Many horses are exposed to the parasite without ever getting sick. Exposure rates are high in areas where opossums live, but only a fraction of exposed horses develop clinical disease. Stress, heavy exercise, transport, illness, or anything that suppresses the immune system can tip the balance from exposure to active infection.
How EPM Is Diagnosed
A blood test alone cannot confirm EPM because so many horses have antibodies from past exposure without ever developing disease. The more definitive approach involves comparing antibody levels in the blood to antibody levels in cerebrospinal fluid, collected through a spinal tap. If the ratio suggests that the horse’s nervous system is actively fighting the parasite rather than just showing old exposure, that supports a diagnosis. Your veterinarian will combine these lab results with a neurological exam to rule out other causes of incoordination, like cervical vertebral malformation (wobbler syndrome) or equine herpesvirus.
Treatment and Recovery
EPM is treated with antiprotozoal medications given orally, typically for 28 days or longer depending on the severity. Treatment kills or suppresses the parasite, but recovery of nerve function depends on how much damage occurred before treatment began. Horses caught early, when signs are mild, tend to recover more fully. Horses with severe, longstanding neurological deficits may improve but often retain some degree of coordination loss. Relapses can occur, particularly if the horse is re-exposed to contaminated environments or becomes immunocompromised.

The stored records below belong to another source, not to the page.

//! Degrade-to-text decorator for [`ReasoningService`].

use async_trait::async_trait;
use aura_application::{GenerationRequest, ReasoningError, ReasoningService};
use std::sync::Arc;
use tracing::warn;

/// Text returned in place of a failed reasoning call.
pub const FALLBACK_TEXT: &str = "Analysis temporarily unavailable due to API constraints.";

/// Wraps a reasoning service so transport failures never surface as errors.
///
/// The planner then sees non-JSON text and reports `invalid_plan`, which
/// keeps plan parsing the single error surface for planning.
pub struct FallbackReasoningService {
    inner: Arc<dyn ReasoningService>,
}

impl FallbackReasoningService {
    pub fn new(inner: Arc<dyn ReasoningService>) -> Self {
        Self { inner }
    }
}

#[async_trait]
impl ReasoningService for FallbackReasoningService {
    async fn generate(&self, request: &GenerationRequest) -> Result<String, ReasoningError> {
        match self.inner.generate(request).await {
            Ok(text) => Ok(text),
            Err(e) => {
                warn!(
                    "{} call failed for model {}: {}",
                    self.inner.provider_name(),
                    request.model,
                    e
                );
                Ok(FALLBACK_TEXT.to_string())
            }
        }
    }

    fn provider_name(&self) -> &str {
        self.inner.provider_name()
    }
}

Preventing Exposure on Your Property
Since the only route of infection is opossum feces, prevention centers on keeping opossums away from your horse’s feed and water. Store hay and grain in enclosed, opossum-proof rooms or containers. Cover water troughs or use automatic waterers that opossums can’t easily access. Clean up spilled grain promptly, especially overnight when opossums are most active.

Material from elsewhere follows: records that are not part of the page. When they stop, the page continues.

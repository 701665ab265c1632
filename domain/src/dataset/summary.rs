//! Compact dataset summaries for prompts.
//!
//! Only column names and a short preview ever reach the reasoning service;
//! the full dataset stays in the execution context.

use crate::agent::ContextMap;
use crate::core::string::truncate;
use crate::mode::{DATASET_ID_KEY, DATASET_KEY};
use serde::{Deserialize, Serialize};
use serde_json::Value;

/// Maximum number of preview rows embedded in a prompt.
pub const PREVIEW_ROWS: usize = 2;

const MAX_CELL_CHARS: usize = 80;

#[derive(Debug, Clone, Default, PartialEq, Serialize, Deserialize)]
pub struct DatasetSummary {
    #[serde(default, skip_serializing_if = "Option::is_none")]
    pub dataset_id: Option<String>,
    pub row_count: usize,
    /// Column names in first-seen order.
    pub columns: Vec<String>,
    pub preview: Vec<Value>,
}

impl DatasetSummary {
    /// Summarize a dataset given as a JSON array of records.
    ///
    /// Non-array values yield an empty summary; non-object rows contribute
    /// no columns.
    pub fn from_records(records: &Value) -> Self {
        let rows = records.as_array().map(Vec::as_slice).unwrap_or_default();

        let mut columns: Vec<String> = Vec::new();
        for row in rows {
            if let Some(object) = row.as_object() {
                for key in object.keys() {
                    if !columns.contains(key) {
                        columns.push(key.clone());
                    }
                }
            }
        }

        Self {
            dataset_id: None,
            row_count: rows.len(),
            columns,
            preview: rows.iter().take(PREVIEW_ROWS).map(shorten_row).collect(),
        }
    }

    /// Summarize whatever dataset the context carries, if any.
    pub fn from_context(context: &ContextMap) -> Option<Self> {
        let dataset_id = context.get(DATASET_ID_KEY).map(|v| match v {
            Value::String(s) => s.clone(),
            other => other.to_string(),
        });

        match context.get(DATASET_KEY) {
            Some(records) => {
                let mut summary = Self::from_records(records);
                summary.dataset_id = dataset_id;
                Some(summary)
            }
            None => dataset_id.map(|id| Self {
                dataset_id: Some(id),
                ..Default::default()
            }),
        }
    }

    /// Render as prompt text.
    pub fn to_prompt_text(&self) -> String {
        let mut text = String::new();
        if let Some(id) = &self.dataset_id {
            text.push_str(&format!("Dataset ID: {}\n", id));
        }
        if self.columns.is_empty() && self.row_count == 0 {
            text.push_str("Dataset contents not loaded.\n");
            return text;
        }
        text.push_str(&format!("Rows: {}\n", self.row_count));
        text.push_str(&format!("Columns: {}\n", self.columns.join(", ")));
        if !self.preview.is_empty() {
            text.push_str("Preview:\n");
            for row in &self.preview {
                text.push_str(&format!("  {}\n", row));
            }
        }
        text
    }
}

fn shorten_row(row: &Value) -> Value {
    match row {
        Value::Object(object) => Value::Object(
            object
                .iter()
                .map(|(k, v)| (k.clone(), shorten_cell(v)))
                .collect(),
        ),
        other => shorten_cell(other),
    }
}

fn shorten_cell(value: &Value) -> Value {
    match value {
        Value::String(s) => Value::String(truncate(s, MAX_CELL_CHARS)),
        Value::Array(_) | Value::Object(_) => {
            Value::String(truncate(&value.to_string(), MAX_CELL_CHARS))
        }
        other => other.clone(),
    }
}

#[cfg(test)]
mod tests {
    use super::*;
    use serde_json::json;

    #[test]
    fn test_preview_is_capped() {
        let records = json!([
            {"date": "2024-03-01", "sales": 10},
            {"date": "2024-03-02", "sales": 12, "region": "north"},
            {"date": "2024-03-03", "sales": 9},
        ]);
        let summary = DatasetSummary::from_records(&records);
        assert_eq!(summary.row_count, 3);
        assert_eq!(summary.columns, vec!["date", "sales", "region"]);
        assert_eq!(summary.preview.len(), PREVIEW_ROWS);

        let text = summary.to_prompt_text();
        assert!(text.contains("Columns: date, sales, region"));
        assert!(!text.contains("2024-03-03"));
    }

    #[test]
    fn test_long_cells_are_truncated() {
        let long = "x".repeat(500);
        let summary = DatasetSummary::from_records(&json!([{ "notes": long }]));
        let cell = summary.preview[0]["notes"].as_str().unwrap();
        assert!(cell.len() <= MAX_CELL_CHARS);
        assert!(cell.ends_with("..."));
    }

    #[test]
    fn test_from_context() {
        let mut ctx = ContextMap::new();
        assert!(DatasetSummary::from_context(&ctx).is_none());

        ctx.insert(DATASET_ID_KEY.to_string(), json!("march"));
        let summary = DatasetSummary::from_context(&ctx).unwrap();
        assert_eq!(summary.dataset_id.as_deref(), Some("march"));
        assert!(summary.to_prompt_text().contains("not loaded"));

        ctx.insert(DATASET_KEY.to_string(), json!([{"sku": "A1"}]));
        let summary = DatasetSummary::from_context(&ctx).unwrap();
        assert_eq!(summary.columns, vec!["sku"]);
    }

    #[test]
    fn test_non_array_dataset() {
        let summary = DatasetSummary::from_records(&json!("not rows"));
        assert_eq!(summary.row_count, 0);
        assert!(summary.columns.is_empty());
    }
}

One often overlooked strategy involves removing dead wildlife from your property. When opossums scavenge the carcasses of raccoons, skunks, armadillos, or feral cats, they pick up the parasite and begin shedding it. Disposing of roadkill and dead animals near your barn and pastures reduces the chance that local opossums become infected in the first place. Even with these precautions, it’s impossible to fully protect open grass pastures from contamination, since opossums roam widely at night. But reducing attractants like pet food, garbage, and accessible feed goes a long way toward keeping them off your property.